I just so happened to be sitting close to the back on this particular bus and she was either in front of me or next to me on the adjacent row. She was young just like me and maybe that’s where the first connection came. I think she was sitting next to a guy that she was a bit too friendly with, which caused me to wonder, but then my memory is not perfect. I just remember us connecting. Hers was an interesting tale. I wonder now if it was true. It rang true and she had no reason to lie. She was on her way to see her father or mother… one of them. She had lived for so long with one parent, never really having any contact with the other and now after soooooooooo many years, she’d gotten a ticket to go visit. I think it was her father. She seemed pretty happy about it. My thought was that all wasn’t well with wherever she had come from. I felt she was running away from a problem... Maybe she came from a dysfunctional family... who doesnt?
With such a long trip, greyhound makes food stops. At one of these stops we got off, bought some food and just kept talking. I don’t know what either of us talked about but we talked and we just sort of connected. I cant explain it. Maybe two lonely souls sorta recognized each other. I’m not sure what it was. I come from a big family but I’ve always felt like I really don’t. I don’t feel close to a lot of the family members no matter my efforts and no one seems to care or bother. That’s just the way the dice rolls I guess.
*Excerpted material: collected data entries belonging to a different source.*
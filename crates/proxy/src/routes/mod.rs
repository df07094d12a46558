//! HTTP route handlers for the proxy.
//!
//! # Route Structure
//!
//! ```text
//! GET  /health                      - Liveness check
//!
//! # List-shaped branch stock
//! GET  /api/branch-stock            - Read branch quantities
//! POST /api/branch-stock            - Merge a change set and write it back
//!
//! # Flat stock (one integer metafield per branch key)
//! GET  /api/stock                   - Read every vocabulary key
//! POST /api/stock                   - Write the given keys
//!
//! # Whole documents by handle
//! POST /api/metafield-by-handle     - Replace the stock document
//! GET  /api/product-variants        - Read the branch × variant matrix
//!
//! # Flags
//! POST /api/flag-by-sku             - Set a boolean flag for one or many SKUs
//! ```
//!
//! Every `/api` route answers `OPTIONS` with 200, unknown methods with a
//! JSON 405, and carries its own CORS layer.

pub mod branch_stock;
pub mod flags;
pub mod metafield_by_handle;
pub mod product_variants;
pub mod stock;

use axum::{
    Router,
    http::{Method, StatusCode, header},
};
use tower_http::cors::{AllowOrigin, CorsLayer};

use crate::config::CorsConfig;
use crate::error::AppError;
use crate::state::AppState;

/// Build the complete API router.
pub fn routes(cors: &CorsConfig) -> Router<AppState> {
    Router::new()
        .merge(branch_stock::router(cors))
        .merge(stock::router(cors))
        .merge(metafield_by_handle::router(cors))
        .merge(product_variants::router(cors))
        .merge(flags::router(cors))
}

/// CORS layer for one route, limited to the methods it serves.
pub(crate) fn cors_layer(cors: &CorsConfig, methods: &[Method]) -> CorsLayer {
    let origin = cors
        .allowed_origin
        .clone()
        .map_or_else(AllowOrigin::any, AllowOrigin::exact);

    let mut allowed = methods.to_vec();
    allowed.push(Method::OPTIONS);

    CorsLayer::new()
        .allow_origin(origin)
        .allow_methods(allowed)
        .allow_headers([header::CONTENT_TYPE])
}

/// `OPTIONS` without preflight headers.
pub(crate) async fn options() -> StatusCode {
    StatusCode::OK
}

pub(crate) async fn method_not_allowed() -> AppError {
    AppError::MethodNotAllowed
}

/// Trimmed, non-empty string parameter.
pub(crate) fn required(value: Option<&str>, name: &str) -> Result<String, AppError> {
    value
        .map(str::trim)
        .filter(|v| !v.is_empty())
        .map(String::from)
        .ok_or_else(|| AppError::BadRequest(format!("{name} is required")))
}
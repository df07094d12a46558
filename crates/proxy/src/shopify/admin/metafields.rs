//! Metafield reads and writes for the Admin API.

use tracing::{debug, instrument};

use super::{
    AdminClient, AdminShopifyError,
    conversions::{convert_metafield_entries, convert_stock_document},
    queries::{
        MetafieldsSet, OwnerMetafield, OwnerMetafields, ProductStockDocument, metafields_set,
        owner_metafield, owner_metafields, product_stock_document,
    },
};
use crate::shopify::types::{self, MetafieldEntry, MetafieldWrite};


impl AdminClient {
    /// Read one metafield value from a product or variant.
    ///
    /// Returns `Ok(None)` when the owner exists but the metafield is unset.
    ///
    /// # Errors
    ///
    /// Returns `AdminShopifyError::NotFound` if the owner does not exist.
    #[instrument(skip(self), fields(owner_id = %owner_id))]
    pub async fn get_metafield(
        &self,
        owner_id: &str,
        namespace: &str,
        key: &str,
    ) -> Result<Option<String>, AdminShopifyError> {
        let variables = owner_metafield::Variables {
            id: owner_id.to_string(),
            namespace: namespace.to_string(),
            key: key.to_string(),
        };

        let response = self.execute::<OwnerMetafield>(variables).await?;

        let node = response
            .node
            .ok_or_else(|| AdminShopifyError::NotFound(format!("owner {owner_id}")))?;
        Ok(node.metafield.map(|m| m.value))
    }

    /// Read the named metafields of an owner.
    ///
    /// Unset metafields are absent from the result. Other metafields in the
    /// namespace are never fetched, so the read does not depend on how many
    /// the owner carries.
    ///
    /// # Errors
    ///
    /// Returns `AdminShopifyError::NotFound` if the owner does not exist.
    #[instrument(skip(self, keys), fields(owner_id = %owner_id, keys = keys.len()))]
    pub async fn get_metafields(
        &self,
        owner_id: &str,
        namespace: &str,
        keys: &[&str],
    ) -> Result<Vec<MetafieldEntry>, AdminShopifyError> {
        if keys.is_empty() {
            return Ok(Vec::new());
        }

        let variables = owner_metafields::Variables {
            id: owner_id.to_string(),
            keys: keys.iter().map(|k| format!("{namespace}.{k}")).collect(),
            first: i64::try_from(keys.len()).unwrap_or(i64::MAX),
        };

        let response = self.execute::<OwnerMetafields>(variables).await?;

        let node = response
            .node
            .ok_or_else(|| AdminShopifyError::NotFound(format!("owner {owner_id}")))?;
        Ok(convert_metafield_entries(node.metafields))
    }

    /// Get a product by handle together with one of its metafields.
    ///
    /// # Errors
    ///
    /// Returns `AdminShopifyError::NotFound` if no product has this handle.
    #[instrument(skip(self))]
    pub async fn get_product_stock_document(
        &self,
        handle: &str,
        namespace: &str,
        key: &str,
    ) -> Result<types::ProductStockDocument, AdminShopifyError> {
        let variables = product_stock_document::Variables {
            handle: handle.to_string(),
            namespace: namespace.to_string(),
            key: key.to_string(),
        };

        let response = self.execute::<ProductStockDocument>(variables).await?;

        response
            .product_by_identifier
            .map(convert_stock_document)
            .ok_or_else(|| AdminShopifyError::NotFound(format!("product with handle '{handle}'")))
    }

    /// Write metafields in one `metafieldsSet` call.
    ///
    /// Returns the ids of the written metafields.
    ///
    /// # Errors
    ///
    /// Returns `AdminShopifyError::UserError` with the first user error when
    /// Shopify rejects the input. Remaining user errors are logged at debug.
    #[instrument(skip(self, writes), fields(count = writes.len()))]
    pub async fn set_metafields(
        &self,
        writes: &[MetafieldWrite],
    ) -> Result<Vec<String>, AdminShopifyError> {
        let variables = metafields_set::Variables {
            metafields: writes
                .iter()
                .map(|w| metafields_set::MetafieldsSetInput {
                    owner_id: w.owner_id.clone(),
                    namespace: w.namespace.clone(),
                    key: w.key.clone(),
                    type_: w.kind.as_str().to_string(),
                    value: w.value.clone(),
                })
                .collect(),
        };

        let response = self.execute::<MetafieldsSet>(variables).await?;

        let payload = response.metafields_set.ok_or_else(|| {
            AdminShopifyError::UserError("No response from metafieldsSet".to_string())
        })?;

        let mut user_errors = payload.user_errors.into_iter();
        if let Some(first) = user_errors.next() {
            for rest in user_errors {
                debug!(field = ?rest.field, code = ?rest.code, message = %rest.message, "Dropped metafieldsSet user error");
            }
            return Err(AdminShopifyError::UserError(first.message));
        }

        Ok(payload
            .metafields
            .unwrap_or_default()
            .into_iter()
            .map(|m| m.id)
            .collect())
    }
}

#[cfg(test)]
#[allow(clippy::unwrap_used)]
mod tests {
    use std::time::Duration;

    use secrecy::SecretString;
    use serde_json::json;
    use wiremock::matchers::{body_partial_json, method};
    use wiremock::{Mock, MockServer, ResponseTemplate};

    use super::*;
    use crate::config::{RetryPolicy, ShopifyAdminConfig};

    fn client(server: &MockServer) -> AdminClient {
        AdminClient::new(&ShopifyAdminConfig {
            store: "mundo-in.myshopify.com".to_string(),
            base_url: server.uri(),
            api_version: "2025-01".to_string(),
            access_token: SecretString::from("shpat_test_token"),
            timeout: Duration::from_secs(5),
            retry: RetryPolicy {
                attempts: 3,
                delay: Duration::ZERO,
            },
        })
        .unwrap()
    }

    #[tokio::test]
    async fn test_set_metafields_surfaces_first_user_error() {
        let server = MockServer::start().await;
        Mock::given(method("POST"))
            .and(body_partial_json(json!({"operationName": "MetafieldsSet"})))
            .respond_with(ResponseTemplate::new(200).set_body_json(json!({
                "data": {"metafieldsSet": {
                    "metafields": [],
                    "userErrors": [
                        {"field": ["metafields", "0", "value"], "message": "Value is invalid JSON", "code": "INVALID_VALUE"},
                        {"field": null, "message": "Second problem", "code": null}
                    ]
                }}
            })))
            .mount(&server)
            .await;

        let write = MetafieldWrite::json("gid://shopify/Product/1", "custom", "sucursales", "{".to_string());
        let err = client(&server).set_metafields(&[write]).await.unwrap_err();
        assert!(matches!(err, AdminShopifyError::UserError(ref m) if m == "Value is invalid JSON"));
        // user errors are never retried
        assert_eq!(server.received_requests().await.unwrap().len(), 1);
    }

    #[tokio::test]
    async fn test_set_metafields_sends_typed_inputs() {
        let server = MockServer::start().await;
        Mock::given(method("POST"))
            .and(body_partial_json(json!({"variables": {"metafields": [
                {"ownerId": "gid://shopify/Product/1", "key": "suc_centro", "type": "number_integer", "value": "5"}
            ]}})))
            .respond_with(ResponseTemplate::new(200).set_body_json(json!({
                "data": {"metafieldsSet": {
                    "metafields": [{"id": "gid://shopify/Metafield/9", "key": "suc_centro"}],
                    "userErrors": []
                }}
            })))
            .expect(1)
            .mount(&server)
            .await;

        let write = MetafieldWrite::integer("gid://shopify/Product/1", "custom", "suc_centro", 5);
        let ids = client(&server).set_metafields(&[write]).await.unwrap();
        assert_eq!(ids, vec!["gid://shopify/Metafield/9".to_string()]);
    }

    #[tokio::test]
    async fn test_get_metafield_unset_is_none() {
        let server = MockServer::start().await;
        Mock::given(method("POST"))
            .respond_with(ResponseTemplate::new(200).set_body_json(json!({
                "data": {"node": {"id": "gid://shopify/Product/1", "metafield": null}}
            })))
            .mount(&server)
            .await;

        let value = client(&server)
            .get_metafield("gid://shopify/Product/1", "custom", "sucursales")
            .await
            .unwrap();
        assert_eq!(value, None);
    }

    #[tokio::test]
    async fn test_get_metafield_missing_owner_is_not_found() {
        let server = MockServer::start().await;
        Mock::given(method("POST"))
            .respond_with(ResponseTemplate::new(200).set_body_json(json!({"data": {"node": null}})))
            .mount(&server)
            .await;

        let err = client(&server)
            .get_metafield("gid://shopify/Product/404", "custom", "sucursales")
            .await
            .unwrap_err();
        assert!(matches!(err, AdminShopifyError::NotFound(_)));
    }

    #[tokio::test]
    async fn test_get_metafields_asks_for_named_keys() {
        let server = MockServer::start().await;
        Mock::given(method("POST"))
            .and(body_partial_json(json!({"variables": {
                "keys": ["custom.stock_por_sucursal", "custom.suc_centro"],
                "first": 2
            }})))
            .respond_with(ResponseTemplate::new(200).set_body_json(json!({
                "data": {"node": {"id": "gid://shopify/Product/1", "metafields": {"nodes": [
                    {"key": "stock_por_sucursal", "value": "3"},
                    {"key": "suc_centro", "value": "7"}
                ]}}}
            })))
            .mount(&server)
            .await;

        let entries = client(&server)
            .get_metafields("gid://shopify/Product/1", "custom", &["stock_por_sucursal", "suc_centro"])
            .await
            .unwrap();
        assert_eq!(entries.len(), 2);
        assert_eq!(entries[1].key, "suc_centro");
        assert_eq!(entries[1].value, "7");
    }

    #[tokio::test]
    async fn test_get_metafields_without_keys_skips_request() {
        let server = MockServer::start().await;

        let entries = client(&server)
            .get_metafields("gid://shopify/Product/1", "custom", &[])
            .await
            .unwrap();
        assert!(entries.is_empty());
        assert!(server.received_requests().await.unwrap().is_empty());
    }
}
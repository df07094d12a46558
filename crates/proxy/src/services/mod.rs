//! Business logic services for the proxy.
//!
//! # Services
//!
//! - `branch_stock` - List-shaped stock field: read, merge, persist
//! - `flat_stock` - One integer metafield per branch key
//! - `document` - Raw and matrix-shaped stock documents by handle
//! - `flags` - Boolean product flags set by SKU

pub mod branch_stock;
pub mod document;
pub mod flags;
pub mod flat_stock;

pub use branch_stock::BranchStockService;
pub use document::StockDocumentService;
pub use flags::{FlagOutcome, FlagService};
pub use flat_stock::FlatStockService;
Her stop was before mine. The strangest thing happened. We looked at each other like we didn’t want to part and I teared up. We gave each other a hug. A real hug. The one where you can feel the weight of the persons arms as they squeeze you tight. We said our goodbyes. I wish there was some way for us to have kept in touch. As the bus pulled away she stood on the side and I looked out the window... and we both waved to each other. I wonder where she is now. I wonder if she ended up staying with the parent she went to go visit. I wonder how her life is. I wonder if she even remembers that day on the bus. I don’t know why I remember it but I do. And as I remember, I smile. Sometimes you've just got to wonder about the things you remember... about the different connections you make each day and how each connection can alter the events of your life. Did our less than 24hour friendship mean anything? Did it change us or have any impact in our lives? Maybe... Maybe the hug was all that was needed at the time. I dont know... or maybe there was no change... or impact... hard to say... I doubt we’d recognize each other in passing today and certainly my days of travelling long distance by Greyhound is over... Thank you Jesus!
But as I remember her today, I hope she’s living and that she's happy and I pray that God’s favor, blessing and mercy be manifested in her life.